Пришлось ему самому погрузить руки в снег и выудить мячик. Потом он слепил снежок, подбросил его в воздух, и Анри, подпрыгнув, ухватил комок снега и в очередной раз удивился, когда тот растворился в его пасти.
«Никакой обучаемости», – посетовал Гамаш. Но тут же понял: Анри уже знает все, что ему нужно. Он знает, что его любят. И сам умеет любить.
– Идем, – сказал он, отдал мячик Анри и пристегнул поводок к ошейнику.
Жером занял места в дальнем углу, подальше от других клиентов. Гамаш поздоровался с некоторыми из них, поблагодарил тех, кто помогал подготовить дом Эмили к их приезду, и уселся в кресло рядом с Жеромом.
Сразу же подошел Оливье, чтобы протереть столик и принять заказ.
– Все в порядке? – спросил Оливье.
– В идеальном, спасибо.
– Мы с женой вам очень признательны, месье, – торжественно произнес Жером. – Насколько я понимаю, благодаря вам мы получили возможность вселиться в этот домик.
– Ну, тут все помогали, – сказал Оливье.
Впрочем, судя по виду, он был польщен.
– Я надеялся увидеть Мирну, – сказал Гамаш, оглядываясь.
– Приди вы чуть пораньше, вы бы ее застали.
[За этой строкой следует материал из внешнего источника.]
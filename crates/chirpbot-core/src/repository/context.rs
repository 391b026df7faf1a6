//! Conversation context repository trait.

use chirpbot_types::context::{ContextTarget, ConversationContext};
use chirpbot_types::error::RepositoryError;

/// Storage for conversation contexts.
///
/// No de-duplication is performed: several rows may share a target, and
/// `find_context` must return the oldest one (insertion order).
pub trait ContextRepository: Send + Sync {
    /// Insert a new context row.
    fn insert_context(
        &self,
        context: &ConversationContext,
    ) -> impl std::future::Future<Output = Result<(), RepositoryError>> + Send;

    /// First context (by insertion order) waiting on `target`.
    fn find_context(
        &self,
        target: &ContextTarget,
    ) -> impl std::future::Future<Output = Result<Option<ConversationContext>, RepositoryError>> + Send;

    /// Remove every context owned by `module` with continuation key `key`.
    ///
    /// Returns the number of rows removed.
    fn remove_contexts(
        &self,
        module: &str,
        key: Option<&str>,
    ) -> impl std::future::Future<Output = Result<u64, RepositoryError>> + Send;

    /// All contexts in insertion order.
    fn list_contexts(
        &self,
    ) -> impl std::future::Future<Output = Result<Vec<ConversationContext>, RepositoryError>> + Send;
}
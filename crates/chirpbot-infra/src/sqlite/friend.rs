//! Affinity ledger table.

use chirpbot_core::repository::FriendRepository;
use chirpbot_types::error::RepositoryError;
use chirpbot_types::friend::AffinityRecord;
use chirpbot_types::note::User;
use chrono::Utc;
use sqlx::Row;

use super::store::{SqliteStore, format_datetime, from_json_opt, parse_datetime, query_err, to_json};

struct FriendRow {
    user_id: String,
    user: Option<String>,
    affinity: f64,
    created_at: String,
    updated_at: String,
}

impl FriendRow {
    fn from_row(row: &sqlx::sqlite::SqliteRow) -> Result<Self, sqlx::Error> {
        Ok(Self {
            user_id: row.try_get("user_id")?,
            user: row.try_get("user")?,
            affinity: row.try_get("affinity")?,
            created_at: row.try_get("created_at")?,
            updated_at: row.try_get("updated_at")?,
        })
    }

    fn into_record(self) -> Result<AffinityRecord, RepositoryError> {
        Ok(AffinityRecord {
            user_id: self.user_id,
            user: from_json_opt(self.user)?,
            affinity: self.affinity,
            created_at: parse_datetime(&self.created_at)?,
            updated_at: parse_datetime(&self.updated_at)?,
        })
    }
}

impl FriendRepository for SqliteStore {
    async fn find_friend(&self, user_id: &str) -> Result<Option<AffinityRecord>, RepositoryError> {
        let row = sqlx::query("SELECT * FROM friends WHERE user_id = ?")
            .bind(user_id)
            .fetch_optional(&self.pool.reader)
            .await
            .map_err(query_err)?;

        row.map(|row| FriendRow::from_row(&row).map_err(query_err)?.into_record())
            .transpose()
    }

    async fn add_affinity(
        &self,
        user_id: &str,
        user: Option<&User>,
        amount: f64,
    ) -> Result<AffinityRecord, RepositoryError> {
        let now = format_datetime(&Utc::now());
        let user_json = user.map(to_json).transpose()?;

        // Single upsert on the writer: creation at 0 and the increment are one statement.
        let row = sqlx::query(
            r#"INSERT INTO friends (user_id, user, affinity, created_at, updated_at)
               VALUES (?, ?, ?, ?, ?)
               ON CONFLICT (user_id) DO UPDATE SET
                   affinity = friends.affinity + excluded.affinity,
                   user = COALESCE(excluded.user, friends.user),
                   updated_at = excluded.updated_at
               RETURNING *"#,
        )
        .bind(user_id)
        .bind(user_json)
        .bind(amount)
        .bind(&now)
        .bind(&now)
        .fetch_one(&self.pool.writer)
        .await
        .map_err(query_err)?;

        FriendRow::from_row(&row).map_err(query_err)?.into_record()
    }

    async fn list_friends(&self) -> Result<Vec<AffinityRecord>, RepositoryError> {
        let rows = sqlx::query("SELECT * FROM friends ORDER BY affinity DESC, user_id")
            .fetch_all(&self.pool.reader)
            .await
            .map_err(query_err)?;

        rows.iter()
            .map(|row| FriendRow::from_row(row).map_err(query_err)?.into_record())
            .collect()
    }
}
Она обедала с Доминик, но ушла несколько минут назад. Хотите, я ей позвоню?
– Non, merci, – отказался старший инспектор. – Ce n’est pas necessaire[33].
Гамаш и Жером сделали заказ, после чего старший инспектор, извинившись, исчез на несколько минут, а когда вернулся, на столе уже стоял коньяк.
Вид у Жерома был довольный, но задумчивый.
– Вас что-то беспокоит? – спросил Гамаш, грея стакан в ладонях.
Доктор Брюнель глубоко вздохнул и закрыл глаза:
– Знаете, Арман, я не помню, когда в последний раз чувствовал себя в безопасности.
– Я вас понимаю, – сказал Гамаш. – Кажется, будто это продолжается целую вечность.
– Нет, я имею в виду не нынешнюю передрягу. Я говорю обо всей моей жизни. – Жером открыл глаза и устремил взгляд в потолок, украшенный простыми сосновыми ветками. Потом сделал глубокий-глубокий вдох, задержал воздух в легких и выдохнул. – Я думаю, что боялся бо́льшую часть жизни. В школьном дворе, на экзаменах, на свиданиях. В медицинской школе. Каждый раз, когда «скорая» привозила ко мне пострадавшего, я боялся напортачить и погубить человека. Я боялся за моих детей, за мою жену. Боялся, как бы с ними чего-нибудь не случилось.